_Task description_
For every line in the records below that holds "channels", make a copy.

_Raw data_

//! YouTube Data API v3 catalog adapter.
//!
//! Uses four read-only endpoints:
//! - `channels?forHandle=` for the uploads playlist of a channel
//! - `playlists` for title and item count
//! - `playlistItems` for token-paginated listings
//! - `videos` for batched `contentDetails.duration` lookups

use std::collections::HashMap;
use std::time::Duration;

use anyhow::Context;
use async_trait::async_trait;
use serde::de::DeserializeOwned;
use serde::Deserialize;
use tracing::debug;

use super::{
    CatalogError, CatalogSource, PlaylistDetails, PlaylistItemsPage, DURATION_BATCH_LIMIT,
    MAX_PAGE_SIZE,
};
use crate::domain::PlaylistEntry;

/// Default API root
pub const DEFAULT_API_BASE: &str = "https://www.googleapis.com/youtube/v3";

/// YouTube Data API client
pub struct YouTubeClient {
    /// API key sent with every request
    api_key: String,
    /// API root, overridable for mocks
    base_url: String,
    /// HTTP client
    client: reqwest::Client,
}

/// Generic list envelope
#[derive(Debug, Deserialize)]
#[serde(rename_all = "camelCase")]
struct ListResponse<T> {
    #[serde(default = "Vec::new")]
    items: Vec<T>,
    next_page_token: Option<String>,
}

#[derive(Debug, Deserialize)]
#[serde(rename_all = "camelCase")]
struct ChannelResource {
    content_details: ChannelContentDetails,
}

#[derive(Debug, Deserialize)]
#[serde(rename_all = "camelCase")]
struct ChannelContentDetails {
    related_playlists: RelatedPlaylists,
}

#[derive(Debug, Deserialize)]
struct RelatedPlaylists {
    uploads: String,
}

#[derive(Debug, Deserialize)]
#[serde(rename_all = "camelCase")]
struct PlaylistResource {
    snippet: Option<TitleSnippet>,
    content_details: Option<PlaylistContentDetails>,
}

#[derive(Debug, Deserialize)]
struct TitleSnippet {
    title: String,
}

#[derive(Debug, Deserialize)]
#[serde(rename_all = "camelCase")]
struct PlaylistContentDetails {
    #[serde(default)]
    item_count: u64,
}

#[derive(Debug, Deserialize)]
struct PlaylistItemResource {
    snippet: PlaylistItemSnippet,
}

#[derive(Debug, Deserialize)]
#[serde(rename_all = "camelCase")]
struct PlaylistItemSnippet {
    #[serde(default)]
    title: String,
    #[serde(default)]
    description: String,
    thumbnails: Option<Thumbnails>,
    resource_id: ResourceId,
}

#[derive(Debug, Deserialize)]
#[serde(rename_all = "camelCase")]
struct ResourceId {
    video_id: String,
}

#[derive(Debug, Default, Deserialize)]
struct Thumbnails {
    medium: Option<Thumbnail>,
    high: Option<Thumbnail>,
    default: Option<Thumbnail>,
}

#[derive(Debug, Deserialize)]
struct Thumbnail {
    url: String,
}

#[derive(Debug, Deserialize)]
#[serde(rename_all = "camelCase")]
struct VideoResource {
    id: String,
    content_details: Option<VideoContentDetails>,
}

#[derive(Debug, Deserialize)]
struct VideoContentDetails {
    #[serde(default)]
    duration: String,
}

/// Error envelope returned on non-2xx responses
#[derive(Debug, Deserialize)]
struct ApiErrorBody {
    error: ApiErrorDetail,
}

#[derive(Debug, Deserialize)]
struct ApiErrorDetail {
    #[serde(default)]
    message: String,
    #[serde(default)]
    errors: Vec<ApiErrorReason>,
}

#[derive(Debug, Deserialize)]
struct ApiErrorReason {
    #[serde(default)]
    reason: String,
}

impl Thumbnails {
    fn best_url(self) -> Option<String> {
        self.medium
            .or(self.high)
            .or(self.default)
            .map(|t| t.url)
    }
}

impl From<PlaylistItemResource> for PlaylistEntry {
    fn from(resource: PlaylistItemResource) -> Self {
        let snippet = resource.snippet;
        Self {
            video_id: snippet.resource_id.video_id,
            title: snippet.title,
            description: snippet.description,
            thumbnail_url: snippet.thumbnails.and_then(Thumbnails::best_url),
        }
    }
}

/// Map a failed response to a catalog error
fn classify_error(status: u16, body: &str) -> CatalogError {
    let parsed = serde_json::from_str::<ApiErrorBody>(body).ok();
    let message = parsed
        .as_ref()
        .map(|b| b.error.message.clone())
        .filter(|m| !m.is_empty())
        .unwrap_or_else(|| format!("HTTP {}", status));
    let rate_limited = parsed.as_ref().is_some_and(|b| {
        b.error.errors.iter().any(|e| {
            matches!(
                e.reason.as_str(),
                "quotaExceeded" | "rateLimitExceeded" | "userRateLimitExceeded"
            )
        })
    });

    match status {
        404 => CatalogError::NotFound(message),
        429 => CatalogError::RateLimited(message),
        403 if rate_limited => CatalogError::RateLimited(message),
        _ => CatalogError::Api(message),
    }
}

impl YouTubeClient {
    /// Create a client against a custom API root
    pub fn with_base_url(
        api_key: impl Into<String>,
        base_url: impl Into<String>,
        timeout: Duration,
    ) -> anyhow::Result<Self> {
        let client = reqwest::Client::builder()
            .timeout(timeout)
            .build()
            .context("Failed to build catalog HTTP client")?;

        Ok(Self {
            api_key: api_key.into(),
            base_url: base_url.into().trim_end_matches('/').to_string(),
            client,
        })
    }

    /// Build API URL
    fn api_url(&self, resource: &str) -> String {
        format!("{}/{}", self.base_url, resource)
    }

    async fn get<T: DeserializeOwned>(
        &self,
        resource: &str,
        query: &[(&str, &str)],
    ) -> Result<T, CatalogError> {
        let url = self.api_url(resource);
        debug!(resource, "Calling catalog endpoint");

        let response = self
            .client
            .get(&url)
            .query(query)
            .query(&[("key", self.api_key.as_str())])
            .send()
            .await
            .with_context(|| format!("Failed to call catalog endpoint '{}'", resource))?;

        let status = response.status();
        if !status.is_success() {
            let body = response.text().await.unwrap_or_default();
            return Err(classify_error(status.as_u16(), &body));
        }

        let parsed = response
            .json::<T>()
            .await
            .with_context(|| format!("Failed to parse catalog response from '{}'", resource))?;

        Ok(parsed)
    }
}

#[async_trait]
impl CatalogSource for YouTubeClient {
    fn name(&self) -> &str {
        "youtube"
    }

    async fn uploads_playlist_id(&self, channel_handle: &str) -> Result<String, CatalogError> {
        let handle = if channel_handle.starts_with('@') {
            channel_handle.to_string()
        } else {
            format!("@{}", channel_handle)
        };

        let response: ListResponse<ChannelResource> = self
            .get(
                "channels",
                &[("part", "contentDetails"), ("forHandle", handle.as_str())],
            )
            .await?;

        response
            .items
            .into_iter()
            .next()
            .map(|c| c.content_details.related_playlists.uploads)
            .ok_or_else(|| CatalogError::NotFound(format!("channel {}", handle)))
    }

    async fn playlist_details(&self, playlist_id: &str) -> Result<PlaylistDetails, CatalogError> {
        let response: ListResponse<PlaylistResource> = self
            .get(
                "playlists",
                &[("part", "snippet,contentDetails"), ("id", playlist_id)],
            )
            .await?;

        let playlist = response
            .items
            .into_iter()
            .next()
            .ok_or_else(|| CatalogError::NotFound(format!("playlist {}", playlist_id)))?;

        Ok(PlaylistDetails {
            title: playlist.snippet.map(|s| s.title),
            item_count: playlist.content_details.map(|d| d.item_count).unwrap_or(0),
        })
    }

    async fn list_playlist_items(
        &self,
        playlist_id: &str,
        page_token: Option<&str>,
        max_results: u32,
    ) -> Result<PlaylistItemsPage, CatalogError> {
        let max_results = max_results.clamp(1, MAX_PAGE_SIZE).to_string();
        let mut query = vec![
            ("part", "snippet"),
            ("playlistId", playlist_id),
            ("maxResults", max_results.as_str()),
        ];
        if let Some(token) = page_token {
            query.push(("pageToken", token));
        }

        let response: ListResponse<PlaylistItemResource> =
            self.get("playlistItems", &query).await?;

        Ok(PlaylistItemsPage {
            entries: response.items.into_iter().map(PlaylistEntry::from).collect(),
            next_token: response.next_page_token.filter(|t| !t.is_empty()),
        })
    }

    async fn video_durations(
        &self,
        video_ids: &[String],
    ) -> Result<HashMap<String, String>, CatalogError> {
        if video_ids.is_empty() {
            return Ok(HashMap::new());
        }
        if video_ids.len() > DURATION_BATCH_LIMIT {
            return Err(CatalogError::BatchTooLarge {
                count: video_ids.len(),
                limit: DURATION_BATCH_LIMIT,
            });
        }

        let ids = video_ids.join(",");
        let response: ListResponse<VideoResource> = self
            .get("videos", &[("part", "contentDetails"), ("id", ids.as_str())])
            .await?;

        Ok(response
            .items
            .into_iter()
            .filter_map(|v| v.content_details.map(|d| (v.id, d.duration)))
            .collect())
    }
}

_Exercise solution_
//! - `channels?forHandle=` for the uploads playlist of a channel
                "channels",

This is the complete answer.